2023 Pensacola Bay Snake Watch Annual Report

I began this project in 2022 wanting to know which of the 40 species of snakes known to inhabit the Pensacola Bay area were encountered by people.  I also wanted to know where they were encountering them and what time of year.  This information would be used in my Living with Snakes program and provide better information than field guides and publications that covered a broader area.  The 40 local species were divided into six categories: small snakes (<12”), mid-sized snakes (12-24”), large snakes (> 24”), water snakes, venomous snakes, and non-native snakes.

The red rat snake, also known as the corn snake.
Photo: Molly O’Connor


Which snakes did people encounter?


In 2023 there were 215 snake encounters between Jan 1 and Dec 10.  This is a 136% increase over 2022.  This is probably not because of more snakes but rather more residents participating in the project.

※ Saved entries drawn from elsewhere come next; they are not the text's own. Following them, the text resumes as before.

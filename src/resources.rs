//! Authenticated reads against the Toon v3 resource endpoints.
//!
//! Every function takes an already valid [`Token`]; obtaining one is the job of
//! [`crate::auth`]. Nothing here retries on failure. The only repeated request
//! is the status poll, where the server answers 202 while it assembles the
//! snapshot.

use chrono::{DateTime, Utc};
use http::StatusCode;
use log::debug;
use serde::de::DeserializeOwned;
use std::num::NonZeroU32;
use std::thread;
use std::time::Duration;

use crate::auth::Token;
use crate::endpoints::Endpoints;
use crate::error::FetchError;
use crate::models::toon::{Agreement, AgreementId, FlowChannel, FlowData, StatusSnapshot};
use crate::transport::{HttpRequest, HttpResponse, HttpTransport};
use crate::utils::epoch_millis_param;

pub const DEFAULT_STATUS_MAX_ATTEMPTS: NonZeroU32 = NonZeroU32::new(30).unwrap();
pub const DEFAULT_STATUS_POLL_DELAY: Duration = Duration::from_secs(1);

/// Bounds the 202 polling loop of the status endpoint.
#[derive(Debug, Clone, Copy, PartialEq, Eq)]
pub struct PollPolicy {
    /// Total number of requests, including the first one.
    pub max_attempts: NonZeroU32,
    /// Pause between a 202 answer and the next request.
    pub delay: Duration,
}

impl Default for PollPolicy {
    fn default() -> Self {
        PollPolicy {
            max_attempts: DEFAULT_STATUS_MAX_ATTEMPTS,
            delay: DEFAULT_STATUS_POLL_DELAY,
        }
    }
}

fn authorized_get(url: String, token: &Token) -> HttpRequest {
    HttpRequest::get(url)
        .header("authorization", format!("Bearer {}", token.access_token))
        .header("accept", "application/json")
        .header("content-type", "application/json")
        .header("cache-control", "no-cache")
}

fn expect_ok(resp: HttpResponse) -> Result<HttpResponse, FetchError> {
    if resp.status == StatusCode::OK {
        Ok(resp)
    } else {
        Err(FetchError::Http {
            status: resp.status.as_u16(),
            body: resp.body,
        })
    }
}

fn decode<T: DeserializeOwned>(body: &str) -> Result<T, FetchError> {
    let de = &mut serde_json::Deserializer::from_str(body);
    Ok(serde_path_to_error::deserialize(de)?)
}

pub fn list_agreements<T: HttpTransport + ?Sized>(
    transport: &T,
    endpoints: &Endpoints,
    token: &Token,
) -> Result<Vec<Agreement>, FetchError> {
    let resp = expect_ok(transport.send(&authorized_get(endpoints.agreements(), token))?)?;
    let agreements: Vec<Agreement> = decode(&resp.body)?;
    debug!("Fetched {} agreement(s)", agreements.len());
    Ok(agreements)
}

/// Fetch the status snapshot, re-requesting while the server answers 202.
pub fn get_status<T: HttpTransport + ?Sized>(
    transport: &T,
    endpoints: &Endpoints,
    token: &Token,
    agreement_id: &AgreementId,
    poll: &PollPolicy,
) -> Result<StatusSnapshot, FetchError> {
    let req = authorized_get(endpoints.status(agreement_id), token);
    let max_attempts = poll.max_attempts.get();

    for attempt in 1..=max_attempts {
        let resp = transport.send(&req)?;
        match resp.status {
            StatusCode::OK => return decode(&resp.body),
            StatusCode::ACCEPTED => {
                debug!(
                    "Status of agreement {} not ready (attempt {}/{})",
                    agreement_id, attempt, max_attempts
                );
                if attempt < max_attempts && !poll.delay.is_zero() {
                    thread::sleep(poll.delay);
                }
            }
            other => {
                return Err(FetchError::Http {
                    status: other.as_u16(),
                    body: resp.body,
                });
            }
        }
    }

    Err(FetchError::PollingExhausted {
        attempts: max_attempts,
    })
}

/// Fetch time-bucketed consumption for one channel.
///
/// `from`/`to` are sent as `fromTime`/`toTime` in epoch milliseconds; `None` or
/// the Unix epoch leaves the bound to the server (usually the last hour).
pub fn get_flow<T: HttpTransport + ?Sized>(
    transport: &T,
    endpoints: &Endpoints,
    token: &Token,
    agreement_id: &AgreementId,
    channel: FlowChannel,
    from: Option<DateTime<Utc>>,
    to: Option<DateTime<Utc>>,
) -> Result<FlowData, FetchError> {
    let mut req = authorized_get(endpoints.flows(agreement_id, channel), token);
    if let Some(ms) = epoch_millis_param(from) {
        req = req.query("fromTime", ms);
    }
    if let Some(ms) = epoch_millis_param(to) {
        req = req.query("toTime", ms);
    }

    let resp = expect_ok(transport.send(&req)?)?;
    decode(&resp.body)
}

pub fn get_gas_flow<T: HttpTransport + ?Sized>(
    transport: &T,
    endpoints: &Endpoints,
    token: &Token,
    agreement_id: &AgreementId,
    from: Option<DateTime<Utc>>,
    to: Option<DateTime<Utc>>,
) -> Result<FlowData, FetchError> {
    get_flow(transport, endpoints, token, agreement_id, FlowChannel::Gas, from, to)
}

pub fn get_electricity_flow<T: HttpTransport + ?Sized>(
    transport: &T,
    endpoints: &Endpoints,
    token: &Token,
    agreement_id: &AgreementId,
    from: Option<DateTime<Utc>>,
    to: Option<DateTime<Utc>>,
) -> Result<FlowData, FetchError> {
    get_flow(transport, endpoints, token, agreement_id, FlowChannel::Electricity, from, to)
}

#[cfg(test)]
mod tests {
    use super::*;
    use crate::error::TransportError;
    use crate::transport::scripted::ScriptedTransport;
    use chrono::{Duration as ChronoDuration, TimeZone};

    fn fixture(name: &str) -> String {
        std::fs::read_to_string(format!("tests/data/{name}")).expect("fixture present")
    }

    fn token() -> Token {
        let now = Utc::now();
        Token {
            access_token: "access-123".into(),
            access_expires_at: now + ChronoDuration::minutes(5),
            refresh_token: "refresh-456".into(),
            refresh_expires_at: now + ChronoDuration::days(30),
        }
    }

    fn endpoints() -> Endpoints {
        Endpoints::new("https://api.example.test")
    }

    fn no_delay(max_attempts: u32) -> PollPolicy {
        PollPolicy {
            max_attempts: NonZeroU32::new(max_attempts).unwrap(),
            delay: Duration::ZERO,
        }
    }

    fn agreement() -> AgreementId {
        AgreementId("1234567".into())
    }

    #[test]
    fn list_agreements_sends_bearer_headers() {
        let t = ScriptedTransport::new();
        t.push(200, &fixture("agreements.json"));

        let agreements = list_agreements(&t, &endpoints(), &token()).unwrap();
        assert_eq!(agreements.len(), 2);

        let req = &t.requests()[0];
        assert_eq!(req.url, "https://api.example.test/toon/v3/agreements");
        assert_eq!(req.header_value("authorization"), Some("Bearer access-123"));
        assert_eq!(req.header_value("accept"), Some("application/json"));
        assert_eq!(req.header_value("content-type"), Some("application/json"));
        assert_eq!(req.header_value("cache-control"), Some("no-cache"));
    }

    #[test]
    fn list_agreements_keeps_status_and_body_on_failure() {
        let t = ScriptedTransport::new();
        t.push(500, "upstream broke");
        match list_agreements(&t, &endpoints(), &token()) {
            Err(FetchError::Http { status, body }) => {
                assert_eq!(status, 500);
                assert_eq!(body, "upstream broke");
            }
            other => panic!("unexpected result: {other:?}"),
        }
    }

    #[test]
    fn list_agreements_reports_decode_path() {
        let t = ScriptedTransport::new();
        t.push(200, r#"[{"agreementId":"1","isToonSolar":"maybe"}]"#);
        match list_agreements(&t, &endpoints(), &token()) {
            Err(FetchError::Decode { path, .. }) => assert_eq!(path, "[0].isToonSolar"),
            other => panic!("unexpected result: {other:?}"),
        }
    }

    #[test]
    fn status_polls_until_ready() {
        let t = ScriptedTransport::new();
        t.push(202, "").push(202, "").push(200, &fixture("status.json"));

        let status = get_status(&t, &endpoints(), &token(), &agreement(), &no_delay(5)).unwrap();
        assert_eq!(status.thermostat_info.and_then(|i| i.current_display_temp), Some(2112));

        let reqs = t.requests();
        assert_eq!(reqs.len(), 3);
        assert!(reqs.iter().all(|r| r == &reqs[0]));
        assert_eq!(reqs[0].url, "https://api.example.test/toon/v3/1234567/status");
    }

    #[test]
    fn status_fails_fast_on_other_codes() {
        let t = ScriptedTransport::new();
        t.push(404, "no such agreement").push(200, &fixture("status.json"));

        match get_status(&t, &endpoints(), &token(), &agreement(), &no_delay(5)) {
            Err(FetchError::Http { status, body }) => {
                assert_eq!(status, 404);
                assert_eq!(body, "no such agreement");
            }
            other => panic!("unexpected result: {other:?}"),
        }
        assert_eq!(t.requests().len(), 1);
    }

    #[test]
    fn status_polling_is_bounded() {
        let t = ScriptedTransport::new();
        t.push(202, "").push(202, "").push(202, "");

        match get_status(&t, &endpoints(), &token(), &agreement(), &no_delay(2)) {
            Err(FetchError::PollingExhausted { attempts }) => assert_eq!(attempts, 2),
            other => panic!("unexpected result: {other:?}"),
        }
        assert_eq!(t.requests().len(), 2);
    }

    #[test]
    fn status_transport_errors_propagate() {
        let t = ScriptedTransport::new();
        t.push(202, "").push_error(TransportError::Connection("reset".into()));
        assert!(matches!(
            get_status(&t, &endpoints(), &token(), &agreement(), &no_delay(5)),
            Err(FetchError::Transport(TransportError::Connection(_)))
        ));
    }

    #[test]
    fn gas_flow_omits_unset_bounds() {
        let t = ScriptedTransport::new();
        t.push(200, &fixture("gas-flow.json")).push(200, &fixture("gas-flow.json"));

        get_gas_flow(&t, &endpoints(), &token(), &agreement(), None, None).unwrap();
        get_gas_flow(
            &t,
            &endpoints(),
            &token(),
            &agreement(),
            Some(DateTime::<Utc>::UNIX_EPOCH),
            Some(DateTime::<Utc>::UNIX_EPOCH),
        )
        .unwrap();

        for req in t.requests() {
            assert_eq!(req.url, "https://api.example.test/toon/v3/1234567/consumption/gas/flows");
            assert!(req.query.is_empty());
        }
    }

    #[test]
    fn gas_flow_sends_millisecond_bounds() {
        let t = ScriptedTransport::new();
        t.push(200, &fixture("gas-flow.json"));

        let from = Utc.with_ymd_and_hms(2024, 1, 1, 0, 0, 0).unwrap();
        let to = Utc.with_ymd_and_hms(2024, 1, 2, 0, 0, 0).unwrap();
        let flow = get_gas_flow(&t, &endpoints(), &token(), &agreement(), Some(from), Some(to)).unwrap();
        assert_eq!(flow.hours.len(), 3);

        let req = &t.requests()[0];
        assert_eq!(req.query_value("fromTime"), Some("1704067200000"));
        assert_eq!(req.query_value("toTime"), Some("1704153600000"));
    }

    #[test]
    fn gas_flow_keeps_status_and_body_on_failure() {
        let t = ScriptedTransport::new();
        t.push(401, r#"{"fault":"expired"}"#);
        match get_gas_flow(&t, &endpoints(), &token(), &agreement(), None, None) {
            Err(FetchError::Http { status, body }) => {
                assert_eq!(status, 401);
                assert_eq!(body, r#"{"fault":"expired"}"#);
            }
            other => panic!("unexpected result: {other:?}"),
        }
    }

    #[test]
    fn electricity_flow_uses_its_own_path() {
        let t = ScriptedTransport::new();
        t.push(200, r#"{"hours":[]}"#);
        let flow = get_electricity_flow(&t, &endpoints(), &token(), &agreement(), None, None).unwrap();
        assert!(flow.hours.is_empty());
        assert!(t.requests()[0].url.ends_with("/consumption/electricity/flows"));
    }
}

Of the 40 species possible, 24 (60%) were encountered.  This is a 13% increase over 2022.  Again, I feel this is due more to increasing participation.

The most frequently encountered species were:

  1. Cottonmouth – 49 records (23%)
  2. Southern Black Racer – 35 records (16%)
  3. Banded Water Snake – 26 records (12%)
  4. Eastern Garter Snake – 17 records (8%)
  5. Eastern Coachwhip – 11 records (5%)

The Southern Black Racer was the most frequently encountered snake in 2022 (23%), followed by the cottonmouth (16%).  As you can see, the frequency of encounters remained the same this year, but the species flipped.  The Eastern Ribbon Snake, which was third at (14%) in 2022 did not make the top five this year.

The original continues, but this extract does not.